* WORK TASK *
Use the entries below and reproduce exactly the lines from the one containing "Ok(Json(a002_equipment::service::list_paginated(query).await?))" down to the one containing "pub async fn delete(Path(id): Path<String>)", both of them included.

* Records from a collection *
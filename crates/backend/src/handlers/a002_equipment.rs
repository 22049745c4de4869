use axum::{
    extract::{Path, Query},
    http::StatusCode,
    Json,
};
use contracts::domain::a002_equipment::aggregate::{Equipment, EquipmentDto, EquipmentListQuery};
use contracts::shared::pagination::ListResponse;
use serde::Deserialize;
use serde_json::json;

use crate::domain::a002_equipment;
use crate::shared::error::{parse_id, ApiResult, ServiceError};

/// GET /api/equipment?factory_id=&status=&category=&q=&page=&page_size=
pub async fn list_paginated(
    Query(query): Query<EquipmentListQuery>,
) -> ApiResult<Json<ListResponse<Equipment>>> {
    Ok(Json(a002_equipment::service::list_paginated(query).await?))
}

#[derive(Debug, Deserialize)]
pub struct AllQuery {
    pub factory_id: Option<String>,
}

/// GET /api/equipment/all?factory_id=
///
/// Полный список для выпадающих списков и мастера планов
pub async fn list_all(Query(query): Query<AllQuery>) -> ApiResult<Json<Vec<Equipment>>> {
    let items = match query.factory_id.as_deref().filter(|s| !s.is_empty()) {
        Some(factory_id) => a002_equipment::service::list_by_factory(factory_id).await?,
        None => a002_equipment::service::list_all().await?,
    };
    Ok(Json(items))
}

/// GET /api/equipment/:id
pub async fn get_by_id(Path(id): Path<String>) -> ApiResult<Json<Equipment>> {
    let equipment = a002_equipment::service::get_by_id(parse_id(&id)?)
        .await?
        .ok_or_else(|| ServiceError::not_found("Оборудование не найдено"))?;
    Ok(Json(equipment))
}

/// POST /api/equipment
pub async fn upsert(Json(dto): Json<EquipmentDto>) -> ApiResult<Json<serde_json::Value>> {
    let id = match dto.id.clone().filter(|id| !id.is_empty()) {
        Some(id) => {
            a002_equipment::service::update(dto).await?;
            id
        }
        None => a002_equipment::service::create(dto).await?.to_string(),
    };
    Ok(Json(json!({ "id": id })))
}

/// DELETE /api/equipment/:id
pub async fn delete(Path(id): Path<String>) -> ApiResult<StatusCode> {
    if a002_equipment::service::delete(parse_id(&id)?).await? {
        Ok(StatusCode::OK)
    } else {
        Err(ServiceError::not_found("Оборудование не найдено").into())
    }
}

/// POST /api/equipment/testdata
pub async fn insert_test_data() -> ApiResult<StatusCode> {
    a002_equipment::service::insert_test_data().await?;
    Ok(StatusCode::OK)
}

* SOLUTION FOR THIS PROBLEM *
    Ok(Json(a002_equipment::service::list_paginated(query).await?))
}

#[derive(Debug, Deserialize)]
pub struct AllQuery {
    pub factory_id: Option<String>,
}

/// GET /api/equipment/all?factory_id=
///
/// Полный список для выпадающих списков и мастера планов
pub async fn list_all(Query(query): Query<AllQuery>) -> ApiResult<Json<Vec<Equipment>>> {
    let items = match query.factory_id.as_deref().filter(|s| !s.is_empty()) {
        Some(factory_id) => a002_equipment::service::list_by_factory(factory_id).await?,
        None => a002_equipment::service::list_all().await?,
    };
    Ok(Json(items))
}

/// GET /api/equipment/:id
pub async fn get_by_id(Path(id): Path<String>) -> ApiResult<Json<Equipment>> {
    let equipment = a002_equipment::service::get_by_id(parse_id(&id)?)
        .await?
        .ok_or_else(|| ServiceError::not_found("Оборудование не найдено"))?;
    Ok(Json(equipment))
}

/// POST /api/equipment
pub async fn upsert(Json(dto): Json<EquipmentDto>) -> ApiResult<Json<serde_json::Value>> {
    let id = match dto.id.clone().filter(|id| !id.is_empty()) {
        Some(id) => {
            a002_equipment::service::update(dto).await?;
            id
        }
        None => a002_equipment::service::create(dto).await?.to_string(),
    };
    Ok(Json(json!({ "id": id })))
}

/// DELETE /api/equipment/:id
pub async fn delete(Path(id): Path<String>) -> ApiResult<StatusCode> {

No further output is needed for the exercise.